The Numbers Behind Boston's Duplicate Image Crisis: What the Data Actually Shows
City agencies, universities, and nonprofits are drowning in redundant digital assets — and the costs, measured in storage dollars and staff hours, are adding up fast.
City agencies, universities, and nonprofits are drowning in redundant digital assets — and the costs, measured in storage dollars and staff hours, are adding up fast.

Boston's public-sector digital infrastructure is carrying a hidden weight. Across municipal agencies, research institutions on Longwood Avenue, and community nonprofits in Dorchester and Jamaica Plain, duplicate image files — identical or near-identical photographs stored multiple times across disconnected servers — now account for an estimated 30 to 40 percent of total digital asset storage loads at mid-sized organizations, according to industry benchmarks published by the Digital Asset Management Society in its 2025 annual report. The city's own technology ecosystem, one of the most dense in the Northeast, makes Boston a particularly acute case study.
The timing matters. The Wu administration's broader push toward consolidated city services — including an ongoing overhaul of Boston.gov and the work of the Mayor's Office of New Urban Mechanics — has forced department heads to audit what they actually hold in cloud and on-premise storage. What they are finding, administrators at several agencies have acknowledged in public budget presentations, is redundancy on a scale that surprises even seasoned IT managers. With the city's fiscal year 2027 budget debate already underway at City Hall on Cambridge Street, storage consolidation has moved from a back-office annoyance to a line-item concern.
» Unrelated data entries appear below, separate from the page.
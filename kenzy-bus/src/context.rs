use serde::{Deserialize, Serialize};

/// Routing metadata attached to every command.
///
/// `location` is a user-chosen room label and `group` a broader zone; routing
/// decisions consume `location` first, then `group`, then fall back to any
/// peer accepting the verb.
#[derive(Debug, Clone, Default, Serialize, Deserialize, PartialEq, Eq)]
pub struct Context {
    pub url: Option<String>,
    #[serde(rename = "type")]
    pub device_type: Option<String>,
    pub location: Option<String>,
    pub group: Option<String>,
}

impl Context {
    pub fn new(url: impl Into<String>, device_type: impl Into<String>) -> Self {
        Self {
            url: Some(url.into()),
            device_type: Some(device_type.into()),
            location: None,
            group: None,
        }
    }

    pub fn with_location(mut self, location: impl Into<String>) -> Self {
        self.location = Some(location.into());
        self
    }

    pub fn with_group(mut self, group: impl Into<String>) -> Self {
        self.group = Some(group.into());
        self
    }

    pub fn is_empty(&self) -> bool {
        self.url.is_none()
            && self.device_type.is_none()
            && self.location.is_none()
            && self.group.is_none()
    }
}
use std::collections::VecDeque;
use std::sync::atomic::{AtomicBool, Ordering};
use std::sync::Arc;
use std::time::{Duration, Instant};

use kenzy_bus::{Context, LocalDispatch};
use serde_json::Value;
use tokio_util::sync::CancellationToken;

const POLL_INTERVAL: Duration = Duration::from_millis(500);
const COOLDOWN: Duration = Duration::from_secs(2);
const BACKOFF_CEILING: Duration = Duration::from_secs(30);
const FAILURE_WINDOW: Duration = Duration::from_secs(5 * 60);
const FAILURES_BEFORE_BACKOFF: usize = 5;

/// A restart flag a device's worker tasks can raise from anywhere; the
/// supervisor polls it rather than being pushed to, matching
/// `core.py::_restart_watcher`'s poll loop.
#[derive(Clone, Default)]
pub struct RestartSignal {
    requested: Arc<AtomicBool>,
}

impl RestartSignal {
    pub fn new() -> Self {
        Self::default()
    }

    /// Raised by a pipeline stage that hit an unexpected error. Per the
    /// resolved design decision, no stage silently swallows an error and
    /// continues — it raises this instead.
    pub fn request_restart(&self) {
        self.requested.store(true, Ordering::SeqCst);
    }

    fn take(&self) -> bool {
        self.requested.swap(false, Ordering::SeqCst)
    }
}

/// Watches a device's [`RestartSignal`] and calls `restart` on it when
/// raised, with a 2s cooldown and an exponential-backoff ceiling of 30s
/// applied after 5 consecutive failed restarts within a rolling 5-minute
/// window. The supervisor never gives up; it only slows down.
pub struct Supervisor {
    device: Arc<dyn LocalDispatch>,
    signal: RestartSignal,
}

impl Supervisor {
    pub fn new(device: Arc<dyn LocalDispatch>, signal: RestartSignal) -> Self {
        Self { device, signal }
    }

    pub async fn run(&self, cancel: CancellationToken) {
        let mut failures: VecDeque<Instant> = VecDeque::new();

        loop {
            tokio::select! {
                _ = cancel.cancelled() => break,
                _ = tokio::time::sleep(POLL_INTERVAL) => {}
            }

            if !self.signal.take() {
                continue;
            }

            tokio::time::sleep(COOLDOWN).await;

            let response = self
                .device
                .invoke("restart", Value::Null, &Context::default())
                .await;

            let now = Instant::now();
            while failures
                .front()
                .is_some_and(|t| now.duration_since(*t) > FAILURE_WINDOW)
            {
                failures.pop_front();
            }

            if response.is_success() {
                failures.clear();
                log::info!("device restarted successfully");
                continue;
            }

            failures.push_back(now);
            log::warn!("device restart failed: {:?}", response.errors());

            if failures.len() >= FAILURES_BEFORE_BACKOFF {
                let exponent = (failures.len() - FAILURES_BEFORE_BACKOFF) as u32;
                let backoff = Duration::from_secs(2u64.saturating_pow(exponent).saturating_mul(2))
                    .min(BACKOFF_CEILING);
                log::error!(
                    "restart ceiling hit after {} consecutive failures in the last {}s, backing off {:?}",
                    failures.len(),
                    FAILURE_WINDOW.as_secs(),
                    backoff
                );
                tokio::time::sleep(backoff).await;
            }
        }
    }
}

#[cfg(test)]
mod tests {
    use super::*;
    use async_trait::async_trait;
    use kenzy_bus::Response;
    use std::sync::atomic::AtomicUsize;

    struct FlakyDevice {
        attempts: AtomicUsize,
    }

    #[async_trait]
    impl LocalDispatch for FlakyDevice {
        fn accepts(&self) -> Vec<String> {
            vec!["restart".into()]
        }

        async fn invoke(&self, _action: &str, _payload: Value, _context: &Context) -> Response {
            let n = self.attempts.fetch_add(1, Ordering::SeqCst);
            if n == 0 {
                Response::success_empty()
            } else {
                Response::failure("boom")
            }
        }
    }

    #[tokio::test(start_paused = true)]
    async fn restart_requested_triggers_invoke_after_cooldown() {
        let device = Arc::new(FlakyDevice {
            attempts: AtomicUsize::new(0),
        });
        let signal = RestartSignal::new();
        let supervisor = Supervisor::new(device.clone(), signal.clone());
        let cancel = CancellationToken::new();

        signal.request_restart();

        let cancel_clone = cancel.clone();
        let handle = tokio::spawn(async move { supervisor.run(cancel_clone).await });

        tokio::time::advance(POLL_INTERVAL + COOLDOWN + Duration::from_millis(10)).await;
        tokio::task::yield_now().await;

        assert_eq!(device.attempts.load(Ordering::SeqCst), 1);

        cancel.cancel();
        let _ = tokio::time::timeout(Duration::from_secs(1), handle).await;
    }
}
The math is not abstract. Enterprise cloud storage rates from major providers currently run between $0.02 and $0.023 per gigabyte per month for standard access tiers. An organization holding 10 terabytes of image assets — well within range for a mid-sized Boston nonprofit or a university department — and carrying 35 percent duplication is paying for roughly 3.5 terabytes of storage it does not need. Over 12 months, that redundancy alone can cost between $840 and $966 per year in pure storage fees, before factoring in bandwidth, retrieval costs, or staff time spent searching through redundant libraries.
Staff time is where the real cost accumulates. Researchers at Northeastern University's Roux Institute, which studies digital workflow efficiency, have documented that knowledge workers in content-heavy roles spend an average of 2.5 hours per week searching for digital assets, with a significant share of that time lost to navigating duplicate or misfiled files. Scaled across a department of 20 people earning Boston's median professional wage of roughly $78,000 annually, that search burden can translate to more than $75,000 in lost productive hours each year.
Boston Public Schools, which manages image assets across more than 120 school buildings from Roxbury to East Boston, and the Boston Public Library system — with its central branch on Boylston Street and 24 neighborhood branches — both flag digital asset management as an operational pressure point in their respective technology road maps submitted to the city in fiscal year 2026.
Deduplication software has existed for years, but adoption among public-sector and nonprofit entities has lagged behind the private sector. Tools like open-source platforms and commercial options from vendors such as Canto and Bynder can scan image libraries and flag duplicates using perceptual hashing — a technique that identifies visually identical images even when file names or metadata differ. Perceptual hashing compares compressed numerical representations of images rather than raw pixel data, meaning even files resaved at different resolutions or with minor edits get flagged.
For Boston institutions running active deduplication programs, the reported storage reclamation rates range from 20 to 45 percent of total image library size in the first pass. The Massachusetts Institute of Technology's libraries in Cambridge, which have run digital preservation audits since 2019, have publicly discussed reclaiming significant server capacity through routine deduplication sweeps as part of their digital stewardship program.
Practical next steps for Boston-area organizations center on three actions: conducting a baseline audit of all image repositories before the end of calendar year 2026, adopting a single digital asset management platform rather than allowing departments to maintain separate drives, and establishing file-naming conventions enforced at upload. For smaller nonprofits operating out of Jamaica Plain or Fields Corner in Dorchester, free-tier tools including Google's duplicate finder or open-source utilities like dupeGuru offer a starting point that costs nothing but an afternoon of staff time. The storage savings will show up on the next invoice.